Sermons

Summary: A sermon presenting some of the implications of Jesus' resurrection.

Luke 24:36-49

Walking through a department store, I saw a set of stylized crosses designed to be displayed on your walls. None of these seven crosses resembled the original, nor did they remind me of other crosses popular in Christian art, the Coptic or Celtic cross, for example. While they might inspire a person, the crosses--discounted 40%--were really just decorations. Strange fate for an instrument of execution.

Apart from some strange events taking place in the sky, the crucifixion of Jesus was hardly remarkable. So many were crucified that his death should have gone unnoticed; remember, the Romans were already planning to crucify three men that day. It didn’t matter to the soldiers whether it was Barabbas or Jesus nailed to the cross. It was just another day at work.

True, this crucifixion had enough unique features to make it the talk of the barracks for a while but, eventually, the execution of Jesus would have been forgotten by all except his family and friends.

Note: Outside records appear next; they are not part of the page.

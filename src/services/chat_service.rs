use std::sync::Arc;
use uuid::Uuid;

use super::errors::{ServiceError, ServiceResult};
use crate::database::models::{
    Chat, ChatChanges, ChatDocument, ChatType, ChatWithContent, Conversation, NewConversation,
    QaPair,
};
use crate::database::{ChatStore, ContentStore, Stores};

/// Coordinates chat metadata in the relational store with chat content in
/// the document store.
///
/// The two stores never share a transaction. Multi-step writes undo the
/// steps that already succeeded when a later one fails.
#[derive(Clone)]
pub struct ChatService {
    chats: Arc<dyn ChatStore>,
    contents: Arc<dyn ContentStore>,
}

impl ChatService {
    pub fn new(stores: &Stores) -> Self {
        Self {
            chats: stores.chats.clone(),
            contents: stores.contents.clone(),
        }
    }

    pub async fn create_chat(
        &self,
        account_id: Uuid,
        name: &str,
        chat_type: ChatType,
    ) -> ServiceResult<Chat> {
        let chat = self.chats.create_chat(account_id, name, chat_type).await?;

        if let Err(e) = self.contents.create_document(chat.id).await {
            tracing::error!("Failed to create content for chat {}: {}", chat.id, e);
            if let Err(cleanup) = self.chats.delete_chat(chat.id).await {
                tracing::error!("Failed to remove chat {} after content error: {}", chat.id, cleanup);
            }
            return Err(e.into());
        }

        tracing::debug!("Created {} chat {}", chat_type, chat.id);
        Ok(chat)
    }

    pub async fn get_chat(&self, chat_id: Uuid) -> ServiceResult<Chat> {
        self.chats
            .get_chat(chat_id)
            .await?
            .ok_or_else(|| ServiceError::not_found("Chat not found"))
    }

    pub async fn get_chat_with_content(&self, chat_id: Uuid) -> ServiceResult<ChatWithContent> {
        let chat = self.get_chat(chat_id).await?;
        let document = self
            .contents
            .get_document(chat_id)
            .await?
            .ok_or_else(|| ServiceError::not_found("Chat content not found"))?;

        Ok(ChatWithContent {
            chat,
            qa_pairs: document.qa_pairs,
            active_branch_id: document.active_branch_id,
        })
    }

    pub async fn list_user_chats(&self, account_id: Uuid) -> ServiceResult<Vec<Chat>> {
        Ok(self.chats.list_user_chats(account_id).await?)
    }

    pub async fn update_chat(&self, chat_id: Uuid, changes: ChatChanges) -> ServiceResult<Chat> {
        self.chats
            .update_chat(chat_id, changes)
            .await?
            .ok_or_else(|| ServiceError::upstream("Failed to update chat"))
    }

    pub async fn delete_chat(&self, chat_id: Uuid, requester: Uuid) -> ServiceResult<()> {
        let chat = self.get_chat(chat_id).await?;
        super::ensure_owner(&chat, requester, "delete this chat")?;

        self.contents.delete_document(chat_id).await?;
        if !self.chats.delete_chat(chat_id).await? {
            return Err(ServiceError::upstream("Failed to delete chat"));
        }

        tracing::debug!("Deleted chat {}", chat_id);
        Ok(())
    }

    /// Append a new exchange to the chat and refresh its `updated_at`
    pub async fn add_message(
        &self,
        chat_id: Uuid,
        question: &str,
        response: &str,
        metadata: Option<serde_json::Value>,
    ) -> ServiceResult<QaPair> {
        let pair = QaPair::new(question, response, metadata);
        self.append_pair(chat_id, pair.clone()).await?;
        self.chats
            .update_chat(chat_id, ChatChanges::default())
            .await?;
        Ok(pair)
    }

    pub async fn get_document(&self, chat_id: Uuid) -> ServiceResult<Option<ChatDocument>> {
        Ok(self.contents.get_document(chat_id).await?)
    }

    pub async fn find_qa_pair(
        &self,
        chat_id: Uuid,
        response_id: &str,
    ) -> ServiceResult<Option<QaPair>> {
        Ok(self.contents.find_qa_pair(chat_id, response_id).await?)
    }

    pub async fn append_pair(&self, chat_id: Uuid, pair: QaPair) -> ServiceResult<()> {
        if self.contents.push_qa_pair(chat_id, pair).await? {
            Ok(())
        } else {
            Err(ServiceError::upstream("Chat content not found"))
        }
    }

    /// Record `branch_id` on the pair that answered `response_id`
    pub async fn link_branch(
        &self,
        chat_id: Uuid,
        response_id: &str,
        branch_id: Uuid,
    ) -> ServiceResult<()> {
        if self
            .contents
            .add_branch_to_pair(chat_id, response_id, branch_id)
            .await?
        {
            Ok(())
        } else {
            Err(ServiceError::upstream("Failed to link branch to response"))
        }
    }

    pub async fn unlink_branch(
        &self,
        chat_id: Uuid,
        response_id: &str,
        branch_id: Uuid,
    ) -> ServiceResult<bool> {
        Ok(self
            .contents
            .remove_branch_from_pair(chat_id, response_id, branch_id)
            .await?)
    }

    pub async fn record_conversation(
        &self,
        conversation: NewConversation,
    ) -> ServiceResult<Conversation> {
        Ok(self.chats.create_conversation(conversation).await?)
    }

    pub async fn list_conversations(&self, chat_id: Uuid) -> ServiceResult<Vec<Conversation>> {
        Ok(self.chats.list_chat_conversations(chat_id).await?)
    }

    /// Returns false when the document was not modified
    pub async fn set_active_branch_id(&self, chat_id: Uuid, branch_id: Uuid) -> ServiceResult<bool> {
        Ok(self.contents.set_active_branch(chat_id, branch_id).await?)
    }

    /// Remove a chat from both stores without ownership checks.
    ///
    /// Used to roll back partially created chats; failures are logged, not returned.
    pub async fn discard_chat(&self, chat_id: Uuid) {
        if let Err(e) = self.contents.delete_document(chat_id).await {
            tracing::error!("Failed to discard content of chat {}: {}", chat_id, e);
        }
        match self.chats.delete_chat(chat_id).await {
            Ok(true) => tracing::debug!("Discarded chat {}", chat_id),
            Ok(false) => tracing::warn!("Chat {} was already gone when discarding", chat_id),
            Err(e) => tracing::error!("Failed to discard chat {}: {}", chat_id, e),
        }
    }
}

#[cfg(test)]
mod tests {
    use super::*;
    use crate::database::store::{StoreError, StoreResult};
    use async_trait::async_trait;

    fn service() -> ChatService {
        ChatService::new(&Stores::in_memory())
    }

    #[tokio::test]
    async fn test_create_chat_creates_empty_document() {
        let service = service();
        let owner = Uuid::new_v4();
        let chat = service
            .create_chat(owner, "Trip Planning", ChatType::Personal)
            .await
            .unwrap();

        let content = service.get_chat_with_content(chat.id).await.unwrap();
        assert_eq!(content.chat.name, "Trip Planning");
        assert_eq!(content.chat.account_id, owner);
        assert!(content.qa_pairs.is_empty());
        assert!(content.active_branch_id.is_none());
    }

    #[tokio::test]
    async fn test_get_missing_chat_is_not_found() {
        let err = service().get_chat(Uuid::new_v4()).await.unwrap_err();
        assert!(matches!(err, ServiceError::NotFound(ref m) if m == "Chat not found"));
    }

    #[tokio::test]
    async fn test_add_message_appends_in_order() {
        let service = service();
        let chat = service
            .create_chat(Uuid::new_v4(), "Chat", ChatType::Personal)
            .await
            .unwrap();

        let first = service.add_message(chat.id, "q1", "r1", None).await.unwrap();
        let second = service.add_message(chat.id, "q2", "r2", None).await.unwrap();
        assert_ne!(first.response_id, second.response_id);

        let content = service.get_chat_with_content(chat.id).await.unwrap();
        let questions: Vec<_> = content.qa_pairs.iter().map(|p| p.question.as_str()).collect();
        assert_eq!(questions, vec!["q1", "q2"]);
        assert!(content.chat.updated_at >= chat.updated_at);
    }

    #[tokio::test]
    async fn test_add_message_without_document_fails() {
        let stores = Stores::in_memory();
        let service = ChatService::new(&stores);
        let chat = service
            .create_chat(Uuid::new_v4(), "Chat", ChatType::Personal)
            .await
            .unwrap();
        stores.contents.delete_document(chat.id).await.unwrap();

        let err = service.add_message(chat.id, "q", "r", None).await.unwrap_err();
        assert!(matches!(err, ServiceError::UpstreamWriteFailure(_)));

        let err = service.get_chat_with_content(chat.id).await.unwrap_err();
        assert!(matches!(err, ServiceError::NotFound(ref m) if m == "Chat content not found"));
    }

    #[tokio::test]
    async fn test_delete_chat_requires_owner() {
        let service = service();
        let owner = Uuid::new_v4();
        let chat = service
            .create_chat(owner, "Mine", ChatType::Personal)
            .await
            .unwrap();

        let err = service.delete_chat(chat.id, Uuid::new_v4()).await.unwrap_err();
        assert!(matches!(err, ServiceError::Forbidden(ref m) if m == "Not authorized to delete this chat"));
        assert!(service.get_chat(chat.id).await.is_ok());

        service.delete_chat(chat.id, owner).await.unwrap();
        assert!(service.get_chat(chat.id).await.is_err());
        assert!(service.get_document(chat.id).await.unwrap().is_none());
    }

    #[tokio::test]
    async fn test_update_chat_changes_only_given_fields() {
        let service = service();
        let chat = service
            .create_chat(Uuid::new_v4(), "Old", ChatType::Personal)
            .await
            .unwrap();

        let updated = service
            .update_chat(
                chat.id,
                ChatChanges {
                    name: None,
                    active: Some(false),
                },
            )
            .await
            .unwrap();
        assert_eq!(updated.name, "Old");
        assert!(!updated.active);

        let err = service
            .update_chat(Uuid::new_v4(), ChatChanges::default())
            .await
            .unwrap_err();
        assert!(matches!(err, ServiceError::UpstreamWriteFailure(ref m) if m == "Failed to update chat"));
    }

    struct RejectingContentStore;

    #[async_trait]
    impl ContentStore for RejectingContentStore {
        async fn create_document(&self, _chat_id: Uuid) -> StoreResult<ChatDocument> {
            Err(StoreError::Conflict("document store unavailable".to_string()))
        }
        async fn get_document(&self, _chat_id: Uuid) -> StoreResult<Option<ChatDocument>> {
            Ok(None)
        }
        async fn delete_document(&self, _chat_id: Uuid) -> StoreResult<bool> {
            Ok(false)
        }
        async fn push_qa_pair(&self, _chat_id: Uuid, _pair: QaPair) -> StoreResult<bool> {
            Ok(false)
        }
        async fn find_qa_pair(&self, _: Uuid, _: &str) -> StoreResult<Option<QaPair>> {
            Ok(None)
        }
        async fn add_branch_to_pair(&self, _: Uuid, _: &str, _: Uuid) -> StoreResult<bool> {
            Ok(false)
        }
        async fn remove_branch_from_pair(&self, _: Uuid, _: &str, _: Uuid) -> StoreResult<bool> {
            Ok(false)
        }
        async fn set_active_branch(&self, _: Uuid, _: Uuid) -> StoreResult<bool> {
            Ok(false)
        }
    }

    #[tokio::test]
    async fn test_create_chat_rolls_back_row_when_content_fails() {
        let mut stores = Stores::in_memory();
        stores.contents = Arc::new(RejectingContentStore);
        let service = ChatService::new(&stores);
        let owner = Uuid::new_v4();

        assert!(service
            .create_chat(owner, "Doomed", ChatType::Personal)
            .await
            .is_err());
        assert!(service.list_user_chats(owner).await.unwrap().is_empty());
    }
}
use axum::{
    extract::{Request, State},
    http::header,
    middleware::Next,
    response::Response,
};
use serde::Serialize;

use crate::api::errors::AppError;
use crate::api::state::AppState;
use crate::database::models::User;

#[derive(Debug, Clone, Serialize)]
pub struct AuthenticatedUser {
    pub user_id: uuid::Uuid,
    pub user: User,
}

/// Validates the bearer token and adds the user to request extensions
pub async fn auth_middleware(
    State(state): State<AppState>,
    mut req: Request,
    next: Next,
) -> Result<Response, AppError> {
    let token = req
        .headers()
        .get(header::AUTHORIZATION)
        .and_then(|h| h.to_str().ok())
        .and_then(|h| h.strip_prefix("Bearer "))
        .map(str::trim)
        .filter(|token| !token.is_empty());

    let Some(token) = token else {
        return Err(AppError::not_authenticated());
    };

    let user = state.auth.get_user_by_token(token).await?;
    req.extensions_mut().insert(AuthenticatedUser {
        user_id: user.id,
        user,
    });

    Ok(next.run(req).await)
}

Yes, his death would have been forgotten had it not been for an event on the third day following Jesus’ death. For two thousand years, Christians have been telling the story of that event, the resurrection of Jesus. For two thousand years, there have been those who have tried to discredit those telling the story. For two thousand years, those trying to discredit the story have had to retreat and regroup for another assault. There isn’t a lot of mileage left in the old objections which claimed the body had been stolen. The tired old charges that the body had been stolen by the disciples, the Jewish leaders, or the Romans still fall before the questions: “Why?” and “How?” Recently, some of the critics of the Easter story have been taking another approach.

Their arguments remind me of a group of scientists I heard about recently. These scientists admit that modern cosmological sciences reveal a complexity in the universe that points to intelligent design. They know the next step after recognizing intelligent design is to admit the existence of an Intelligent Designer. In light of this, what’s their conclusion? The science must be wrong.

In the same way, some critics of the Easter story say simply, “Something happened but we can’t know what.” The evidence for the Resurrection is still there, but they can’t accept the conclusion, so they reject it.

This morning we’re going to begin where the evidence has led countless believers over the centuries in saying that on that first Easter morning Jesus rose from the dead. I mean he walked out of the tomb and said, “I’m back.” Well, he didn’t actually say “I’m back” but he used words to that effect.

We could spend a lot of time looking at the text I read but I just want to point out a few things:

• Jesus takes the disciples by surprise. Encountering their crucified teacher was the last thing they expected. Nothing here suggests they were experiencing some kind of collective vision born out of wishful thinking.

• Jesus goes to great lengths to demonstrate they were really seeing him, the Genuine Article. Jesus may not have needed the snack, but the disciples needed to see him eat,

• Jesus begins the process of helping the disciples put everything they had seen into some kind of perspective.

This is where we’re going to pick up the story. There are lots of good books explaining why trusting the reports of Jesus’ resurrection is a good bet. Pick up one by Lee Strobel or Gary Habermas, if you’re interested. Right now, we’re going to spend the rest of our time considering what Jesus meant when he said, as it were, “I’m back.”

When Jesus said…

“I’m back”—He was saying, “My claims have been confirmed.”

--Throughout his ministry Jesus said some remarkable things about himself—forgive, fulfilling God’s oldest promise, God Son, Judge. Another religious megalomaniac dead.

--The resurrection verified all he had said about himself. Paul was speaking of the significance of the resurrection when he wrote the Romans, [Jesus’] “...unique identity as Son of God was shown by the Spirit when Jesus was raised from the dead, setting him apart as the Messiah, our Master.”

--Imagine someone trying out for the Reds or the Indians who was so skinny he might be mistaken for a baseball bat, a fellow whose only association with steroids was his inhaler. Now suppose this fellow told the manager that he could consistently hit the ball into the center field seats. We could understand if the manager was skeptical and decided to teach the young fellow a lesson by having him face the team’s best pitcher. So, the pitcher let him have his very best fast ball, curve ball, and slider. Each time the unknown stranger sends the ball into the seats. He had verified his claims.